The stuck container vessel forced some ships to take a longer route around the Cape of Good Hope at Africa's southern tip. (Mohamed Abd El Ghany/Reuters)

"Mission accomplished," one villager Abdalla Ramadan said. "The whole world is relieved."

The price of international benchmark Brent crude dropped some two per cent to just over $63 US on the news.

WATCH: Hundreds of ships are lined up behind the Ever Given, trying to get through:

Traffic jam builds behind massive cargo ship stuck in Egypt's Suez Canal

4 years ago
Duration 0:39
Ships sit idle waiting to pass through one of the world's busiest trade routes, which has been blocked by the Ever Given since Tuesday.

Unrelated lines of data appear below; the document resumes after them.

// SPDX-License-Identifier: BUSL-1.1
// Copyright (c) 2026 Alfred Jean LLC

//! In-memory lifecycle and event buffering for background command runs.
//!
//! Runs are created by the HTTP boundary, driven by a detached task, and
//! observed through cursor-based polling.  Event buffers are bounded; a
//! polling client that falls behind detects loss through `dropped_before`.
//! Completed runs are retained for a fixed horizon, then swept.

use std::collections::HashMap;
use std::time::Duration;

use chrono::{DateTime, Utc};
use serde::Serialize;
use tokio::sync::Mutex;
use tokio::task::JoinHandle;
use tracing::{debug, info, warn};

use crate::buffer::{EventBuffer, CURSOR_NONE};
use crate::events::AgentEvent;

/// Status of a command run.
#[derive(Debug, Clone, Copy, PartialEq, Eq, Serialize)]
#[serde(rename_all = "lowercase")]
pub enum RunStatus {
    Started,
    Running,
    Completed,
    Error,
}

impl RunStatus {
    pub fn is_terminal(self) -> bool {
        matches!(self, Self::Completed | Self::Error)
    }

    pub fn as_str(self) -> &'static str {
        match self {
            Self::Started => "started",
            Self::Running => "running",
            Self::Completed => "completed",
            Self::Error => "error",
        }
    }
}

/// Completion metadata attached alongside a status transition.
#[derive(Debug, Clone, Default)]
pub struct StatusUpdate {
    pub error: Option<String>,
    pub cost_usd: Option<f64>,
    pub duration_ms: Option<u64>,
}

struct CommandRun {
    run_id: String,
    command_name: String,
    status: RunStatus,
    started_at: DateTime<Utc>,
    completed_at: Option<DateTime<Utc>>,
    cost_usd: Option<f64>,
    duration_ms: Option<u64>,
    error: Option<String>,
    buffer: EventBuffer,
    task: Option<JoinHandle<()>>,
}

/// Poll response: run metadata plus events after the cursor.
#[derive(Debug, Clone, Serialize)]
pub struct RunSnapshot {
    pub run_id: String,
    pub command_name: String,
    pub status: RunStatus,
    pub started_at: DateTime<Utc>,
    pub completed_at: Option<DateTime<Utc>>,
    pub cost_usd: Option<f64>,
    pub duration_ms: Option<u64>,
    pub error: Option<String>,
    pub events: Vec<serde_json::Value>,
    pub next_cursor: i64,
    pub dropped_before: u64,
}

/// Registry of command runs behind one async mutex.
pub struct CommandRunManager {
    runs: Mutex<HashMap<String, CommandRun>>,
    retention: Duration,
    max_events_per_run: usize,
}

impl CommandRunManager {
    pub fn new(retention: Duration, max_events_per_run: usize) -> Self {
        Self { runs: Mutex::new(HashMap::new()), retention, max_events_per_run }
    }

    /// Create a run in `started` state and return its ID.
    pub async fn create(&self, command_name: &str) -> String {
        let run_id = format!("cmdrun_{}", &uuid::Uuid::new_v4().simple().to_string()[..16]);
        let run = CommandRun {
            run_id: run_id.clone(),
            command_name: command_name.to_owned(),
            status: RunStatus::Started,
            started_at: Utc::now(),
            completed_at: None,
            cost_usd: None,
            duration_ms: None,
            error: None,
            buffer: EventBuffer::new(self.max_events_per_run),
            task: None,
        };
        self.runs.lock().await.insert(run_id.clone(), run);
        info!(run_id = %run_id, command_name = %command_name, "created command run");
        run_id
    }

    /// Transition status and record completion metadata.
    ///
    /// Terminal statuses set `completed_at`; a terminal run never moves back
    /// to a non-terminal status (the latest terminal status wins).
    pub async fn set_status(&self, run_id: &str, status: RunStatus, update: StatusUpdate) {
        let mut runs = self.runs.lock().await;
        let Some(run) = runs.get_mut(run_id) else {
            warn!(run_id = %run_id, "attempted to update non-existent run");
            return;
        };
        if run.status.is_terminal() && !status.is_terminal() {
            return;
        }

        run.status = status;
        if status.is_terminal() {
            run.completed_at = Some(Utc::now());
        }
        if let Some(error) = update.error {
            run.error = Some(error);
        }
        if update.cost_usd.is_some() {
            run.cost_usd = update.cost_usd;
        }
        if update.duration_ms.is_some() {
            run.duration_ms = update.duration_ms;
        }
        drop(runs);
        info!(run_id = %run_id, status = ?status, "updated command run status");
    }

    /// Append an event. Unknown runs are dropped with a warning.
    pub async fn append_event(&self, run_id: &str, event: AgentEvent) {
        let mut runs = self.runs.lock().await;
        let Some(run) = runs.get_mut(run_id) else {
            warn!(run_id = %run_id, "attempted to append event to non-existent run");
            return;
        };
        let event_id = run.buffer.append(event);
        debug!(run_id = %run_id, event_id, "appended event to run");
    }

    /// Snapshot a run with events strictly after `after`.
    ///
    /// `after = None` (or `-1`) returns everything, so a first poll observes
    /// event ID 0.
    pub async fn get(&self, run_id: &str, after: Option<i64>) -> Option<RunSnapshot> {
        let runs = self.runs.lock().await;
        let run = runs.get(run_id)?;

        let events = run
            .buffer
            .since(after.unwrap_or(CURSOR_NONE))
            .into_iter()
            .filter_map(|buffered| {
                let mut value = serde_json::to_value(&buffered.event).ok()?;
                value
                    .as_object_mut()?
                    .insert("event_id".to_owned(), serde_json::json!(buffered.event_id));
                Some(value)
            })
            .collect();

        Some(RunSnapshot {
            run_id: run.run_id.clone(),
            command_name: run.command_name.clone(),
            status: run.status,
            started_at: run.started_at,
            completed_at: run.completed_at,
            cost_usd: run.cost_usd,
            duration_ms: run.duration_ms,
            error: run.error.clone(),
            events,
            next_cursor: run.buffer.next_cursor(),
            dropped_before: run.buffer.dropped_before(),
        })
    }

    /// Attach the driving task handle for cancellation support.
    pub async fn attach_task(&self, run_id: &str, task: JoinHandle<()>) {
        if let Some(run) = self.runs.lock().await.get_mut(run_id) {
            run.task = Some(task);
        }
    }

    /// Remove runs older than the retention horizon.
    ///
    /// A run expires on `completed_at`, or on `started_at` if it never
    /// completed. Returns the number removed.
    pub async fn cleanup_expired(&self) -> usize {
        let cutoff = Utc::now()
            - chrono::TimeDelta::from_std(self.retention).unwrap_or(chrono::TimeDelta::zero());
        let mut runs = self.runs.lock().await;
        let expired: Vec<String> = runs
            .iter()
            .filter(|(_, run)| match run.completed_at {
                Some(completed_at) => completed_at < cutoff,
                None => run.started_at < cutoff,
            })
            .map(|(id, _)| id.clone())
            .collect();
        for run_id in &expired {
            if let Some(run) = runs.remove(run_id) {
                if let Some(task) = run.task {
                    task.abort();
                }
            }
        }
        drop(runs);
        if !expired.is_empty() {
            info!(count = expired.len(), "cleaned up expired command runs");
        }
        expired.len()
    }

    /// Count of runs still in `started` or `running`.
    pub async fn active_count(&self) -> usize {
        self.runs.lock().await.values().filter(|run| !run.status.is_terminal()).count()
    }

    /// Background retention sweep; one pass per minute.
    pub fn spawn_cleanup_loop(
        self: &std::sync::Arc<Self>,
        cancel: tokio_util::sync::CancellationToken,
    ) -> JoinHandle<()> {
        let manager = std::sync::Arc::clone(self);
        tokio::spawn(async move {
            let mut ticker = tokio::time::interval(Duration::from_secs(60));
            ticker.tick().await;
            loop {
                tokio::select! {
                    _ = cancel.cancelled() => break,
                    _ = ticker.tick() => {}
                }
                manager.cleanup_expired().await;
            }
            info!("command run cleanup loop stopped");
        })
    }
}

#[cfg(test)]
#[path = "command_run_tests.rs"]
mod tests;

The unprecedented shutdown has threatened to disrupt oil and gas shipments to Europe from the Middle East and raised fears of extended delays, goods shortages and rising costs for consumers.

It has also prompted new questions about the shipping industry, an on-demand supplier for a world now under pressure from the coronavirus pandemic.

"We've gone to this fragile, just-in-time shipping that we saw absolutely break down in the beginning of COVID," said Capt. John Konrad, the founder and CEO of the shipping news website gcaptain.com. "We used to have big, fat warehouses in all the countries where the factories pulled supplies — Now these floating ships are the warehouse."

The high tide on Monday helped rescue teams get the ship, bearing 20,000 truck-sized shipping containers, moving again. (Maxar Technologies/The Associated Press)

Although the exact cause of the grounding are still unknown, the Ever Given lost power in the middle of a sandstorm last Monday, while it was about six kilometres north of the entrance to the canal. It rammed into the eastern bank of the canal, while the stern of the ship drifted west and also got stuck in the sand.

Dredgers, tugs and other equipment had very little luck in moving the colossal ship bearing 20,000 truck-sized shipping containers, until high tide on Monday proved to be the boost that rescue teams needed.

As a window for a breakthrough narrows with high tide receding this week, fears have grown that authorities would be forced to lighten the vessel by removing the ship's 20,000 containers — a complex operation requiring specialized equipment not found in Egypt that could take days or weeks.